▸ Work to be completed: Both the line below containing "const OPEN_HEADERS: &[&str]" and the line containing "const VOLUME_HEADERS: &[&str]", along with every line between them, should be repeated exactly; no other line belongs in the answer.

▸ Excerpted data:
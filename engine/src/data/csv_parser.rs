use anyhow::{anyhow, Context, Result};
use chrono::{NaiveDate, NaiveDateTime, NaiveTime};
use csv::{ReaderBuilder, StringRecord};
use shared::{CandlestickPoint, Series};
use std::fs::File;
use std::io::{BufReader, Read};
use std::path::Path;

// Accepted header names per field, compared case-insensitively.
const TIME_HEADERS: &[&str] = &["time", "hora"];
const DATE_HEADERS: &[&str] = &["date", "data"];
const OPEN_HEADERS: &[&str] = &["open", "abertura"];
const HIGH_HEADERS: &[&str] = &["high", "máximo", "maximo"];
const LOW_HEADERS: &[&str] = &["low", "mínimo", "minimo"];
const CLOSE_HEADERS: &[&str] = &["close", "fechamento"];
const VOLUME_HEADERS: &[&str] = &["volume"];

/// Parses a decimal using explicit separators, e.g. "1.234,56" with ('.', ',').
/// `inf` and `NaN` are rejected: only finite prices and volumes are valid input.
pub fn parse_decimal(s: &str, thousand_separator: char, decimal_separator: char) -> Result<f64> {
    let normalized: String = s
        .trim()
        .chars()
        .filter(|&c| c != thousand_separator)
        .map(|c| if c == decimal_separator { '.' } else { c })
        .collect();

    let value = normalized
        .parse::<f64>()
        .map_err(|e| anyhow!("Failed to parse decimal '{}': {}", s, e))?;
    if !value.is_finite() {
        return Err(anyhow!("Failed to parse decimal '{}': value is not a finite number", s));
    }
    Ok(value)
}

/// Reads a delimited OHLCV file with a header row into a [`Series`].
///
/// Column order is free; headers are matched by name (English or the
/// Portuguese names used by B3 exports: Data;Hora;Abertura;Máximo;...).
#[derive(Debug, Clone, PartialEq)]
pub struct CsvSeriesLoader {
    pub delimiter: u8,
    pub thousand_separator: char,
    pub decimal_separator: char,
    pub date_format: String,
    pub time_format: String,
    pub label_format: String,
}

impl Default for CsvSeriesLoader {
    fn default() -> Self {
        Self {
            delimiter: b';',
            thousand_separator: '.',
            decimal_separator: ',',
            date_format: "%d/%m/%Y".to_string(),
            time_format: "%H:%M:%S".to_string(),
            label_format: "%d/%m/%Y %H:%M:%S".to_string(),
        }
    }
}

struct Columns {
    time: usize,
    date: Option<usize>,
    open: usize,
    high: usize,
    low: usize,
    close: usize,
    volume: usize,
}

impl CsvSeriesLoader {
    pub fn load_file(&self, path: impl AsRef<Path>) -> Result<Series> {
        let path = path.as_ref();
        let file = File::open(path).with_context(|| format!("Failed to open CSV file '{}'", path.display()))?;
        let series = self.load_reader(BufReader::new(file))?;
        tracing::info!(path = %path.display(), points = series.len(), "loaded series from CSV");
        Ok(series)
    }

    pub fn load_reader<R: Read>(&self, reader: R) -> Result<Series> {
        let mut rdr = ReaderBuilder::new()
            .delimiter(self.delimiter)
            .has_headers(true)
            .trim(csv::Trim::All)
            .from_reader(reader);

        let headers = rdr.headers().context("Failed to read CSV header row")?.clone();
        let columns = Self::resolve_columns(&headers)?;

        let mut points = Vec::new();
        for (idx, result) in rdr.records().enumerate() {
            // header is line 1
            let line = idx + 2;
            let record = result.with_context(|| format!("Error reading CSV record at line {}", line))?;
            points.push(self.parse_record(&record, &columns, line)?);
        }
        Ok(Series::new(points))
    }

    fn resolve_columns(headers: &StringRecord) -> Result<Columns> {
        let find = |names: &[&str]| {
            headers
                .iter()
                .position(|h| names.iter().any(|n| h.trim().to_lowercase() == *n))
        };
        let require = |names: &[&str]| {
            find(names).ok_or_else(|| anyhow!("Missing '{}' column in CSV header", names[0]))
        };

        Ok(Columns {
            time: require(TIME_HEADERS)?,
            date: find(DATE_HEADERS),
            open: require(OPEN_HEADERS)?,
            high: require(HIGH_HEADERS)?,
            low: require(LOW_HEADERS)?,
            close: require(CLOSE_HEADERS)?,
            volume: require(VOLUME_HEADERS)?,
        })
    }

    fn parse_record(&self, record: &StringRecord, columns: &Columns, line: usize) -> Result<CandlestickPoint> {
        let field = |pos: usize, name: &str| {
            record
                .get(pos)
                .ok_or_else(|| anyhow!("Missing '{}' field in CSV record at line {}", name, line))
        };
        let number = |pos: usize, name: &str| -> Result<f64> {
            parse_decimal(field(pos, name)?, self.thousand_separator, self.decimal_separator)
                .with_context(|| format!("Error parsing '{}' at line {}", name, line))
        };

        let time_str = field(columns.time, "time")?;
        let time = match columns.date {
            Some(date_pos) => self
                .label_for(field(date_pos, "date")?, time_str)
                .with_context(|| format!("Error parsing date/time at line {}", line))?,
            None => time_str.to_string(),
        };

        Ok(CandlestickPoint {
            time,
            open: number(columns.open, "open")?,
            high: number(columns.high, "high")?,
            low: number(columns.low, "low")?,
            close: number(columns.close, "close")?,
            volume: number(columns.volume, "volume")?,
        })
    }

    fn label_for(&self, date_str: &str, time_str: &str) -> Result<String> {
        let date = NaiveDate::parse_from_str(date_str, &self.date_format)
            .map_err(|e| anyhow!("Failed to parse date '{}': {}", date_str, e))?;
        let time = NaiveTime::parse_from_str(time_str, &self.time_format)
            .map_err(|e| anyhow!("Failed to parse time '{}': {}", time_str, e))?;
        Ok(NaiveDateTime::new(date, time).format(&self.label_format).to_string())
    }
}

#[cfg(test)]
mod tests {
    use super::*;
    use std::io::Write;
    use tempfile::NamedTempFile;

    fn create_test_csv(content: &str) -> NamedTempFile {
        let mut file = NamedTempFile::new().unwrap();
        writeln!(file, "{}", content).unwrap();
        file
    }

    fn brazilian_loader() -> CsvSeriesLoader {
        CsvSeriesLoader::default()
    }

    #[test]
    fn test_parse_decimal() {
        assert_eq!(parse_decimal("123,45", '.', ',').unwrap(), 123.45);
        assert_eq!(parse_decimal("1.234,56", '.', ',').unwrap(), 1234.56);
        assert_eq!(parse_decimal("600.822.115,84", '.', ',').unwrap(), 600822115.84);
        assert_eq!(parse_decimal("42,100.5", ',', '.').unwrap(), 42100.5);
        assert!(parse_decimal("abc", ',', '.').is_err());
    }

    #[test]
    fn test_parse_decimal_rejects_non_finite() {
        for text in ["inf", "-inf", "infinity", "NaN", "nan"] {
            let err = parse_decimal(text, '.', ',').unwrap_err();
            assert!(err.to_string().contains("not a finite number"), "{}", text);
        }
    }

    #[test]
    fn test_non_finite_field_names_field_and_line() {
        let csv_content = "\
time;open;high;low;close;volume
10:00;100;110;90;105;10
11:00;105;inf;95;NaN;10";
        let err = brazilian_loader().load_reader(csv_content.as_bytes()).unwrap_err();
        assert!(err.to_string().contains("Error parsing 'high' at line 3"));
    }

    #[test]
    fn test_labels_keep_year_and_seconds() {
        let csv_content = "\
Data;Hora;Abertura;Máximo;Mínimo;Fechamento;Volume
30/12/2023;18:20:00;1;2;0,5;1,5;10
30/12/2024;18:20:00;1;2;0,5;1,5;10
30/12/2024;18:20:30;1;2;0,5;1,5;10";
        let series = brazilian_loader().load_reader(csv_content.as_bytes()).unwrap();
        let labels: Vec<&str> = series.iter().map(|p| p.time.as_str()).collect();
        assert_eq!(labels, vec!["30/12/2023 18:20:00", "30/12/2024 18:20:00", "30/12/2024 18:20:30"]);
    }

    #[test]
    fn test_load_brazilian_export() {
        let csv_content = "\
Ativo;Data;Hora;Abertura;Máximo;Mínimo;Fechamento;Volume;Quantidade
WINFUT;30/12/2024;18:20:00;124.080;124.090;123.938;123.983;600.822.115,84;24.228
WINFUT;30/12/2024;18:25:00;123.983;124.010;123.900;124.000;1.000.000,00;1000";
        let tmp_file = create_test_csv(csv_content);
        let series = brazilian_loader().load_file(tmp_file.path()).unwrap();

        assert_eq!(series.len(), 2);
        let first = series.get(0).unwrap();
        assert_eq!(first.time, "30/12/2024 18:20:00");
        assert_eq!(first.open, 124080.0);
        assert_eq!(first.high, 124090.0);
        assert_eq!(first.low, 123938.0);
        assert_eq!(first.close, 123983.0);
        assert_eq!(first.volume, 600822115.84);
        assert_eq!(series.get(1).unwrap().time, "30/12/2024 18:25:00");
    }

    #[test]
    fn test_load_plain_columns_any_order() {
        let csv_content = "\
volume,close,low,high,open,time
120,42280,41950,42350,42100,10:00
180,42190,42150,42500,42280,11:00";
        let loader = CsvSeriesLoader {
            delimiter: b',',
            thousand_separator: '_',
            decimal_separator: '.',
            ..CsvSeriesLoader::default()
        };
        let series = loader.load_reader(csv_content.as_bytes()).unwrap();
        assert_eq!(series.len(), 2);
        assert_eq!(series.get(0).unwrap(), &CandlestickPoint::new("10:00", 42100.0, 42350.0, 41950.0, 42280.0, 120.0));
        assert_eq!(series.get(1).unwrap().time, "11:00");
    }

    #[test]
    fn test_header_only_yields_empty_series() {
        let tmp_file = create_test_csv("Data;Hora;Abertura;Máximo;Mínimo;Fechamento;Volume");
        let series = brazilian_loader().load_file(tmp_file.path()).unwrap();
        assert!(series.is_empty());
    }

    #[test]
    fn test_missing_column_is_reported() {
        let csv_content = "\
Data;Hora;Abertura;Máximo;Mínimo;Fechamento
30/12/2024;18:20:00;124.080;124.090;123.938;123.983";
        let err = brazilian_loader().load_reader(csv_content.as_bytes()).unwrap_err();
        assert!(err.to_string().contains("Missing 'volume' column"));
    }

    #[test]
    fn test_invalid_number_names_field_and_line() {
        let csv_content = "\
Data;Hora;Abertura;Máximo;Mínimo;Fechamento;Volume
30/12/2024;18:20:00;invalid;124.090;123.938;123.983;10";
        let err = brazilian_loader().load_reader(csv_content.as_bytes()).unwrap_err();
        assert!(err.to_string().contains("Error parsing 'open' at line 2"));
    }

    #[test]
    fn test_invalid_date_is_reported() {
        let csv_content = "\
Data;Hora;Abertura;Máximo;Mínimo;Fechamento;Volume
32/12/2024;18:20:00;1;2;0,5;1,5;10";
        let err = brazilian_loader().load_reader(csv_content.as_bytes()).unwrap_err();
        assert!(err.to_string().contains("Error parsing date/time at line 2"));
    }

    #[test]
    fn test_missing_file() {
        let result = CsvSeriesLoader::default().load_file("/definitely/not/here.csv");
        assert!(result.unwrap_err().to_string().contains("Failed to open CSV file"));
    }
}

▸ Expected answer:
const OPEN_HEADERS: &[&str] = &["open", "abertura"];
const HIGH_HEADERS: &[&str] = &["high", "máximo", "maximo"];
const LOW_HEADERS: &[&str] = &["low", "mínimo", "minimo"];
const CLOSE_HEADERS: &[&str] = &["close", "fechamento"];
const VOLUME_HEADERS: &[&str] = &["volume"];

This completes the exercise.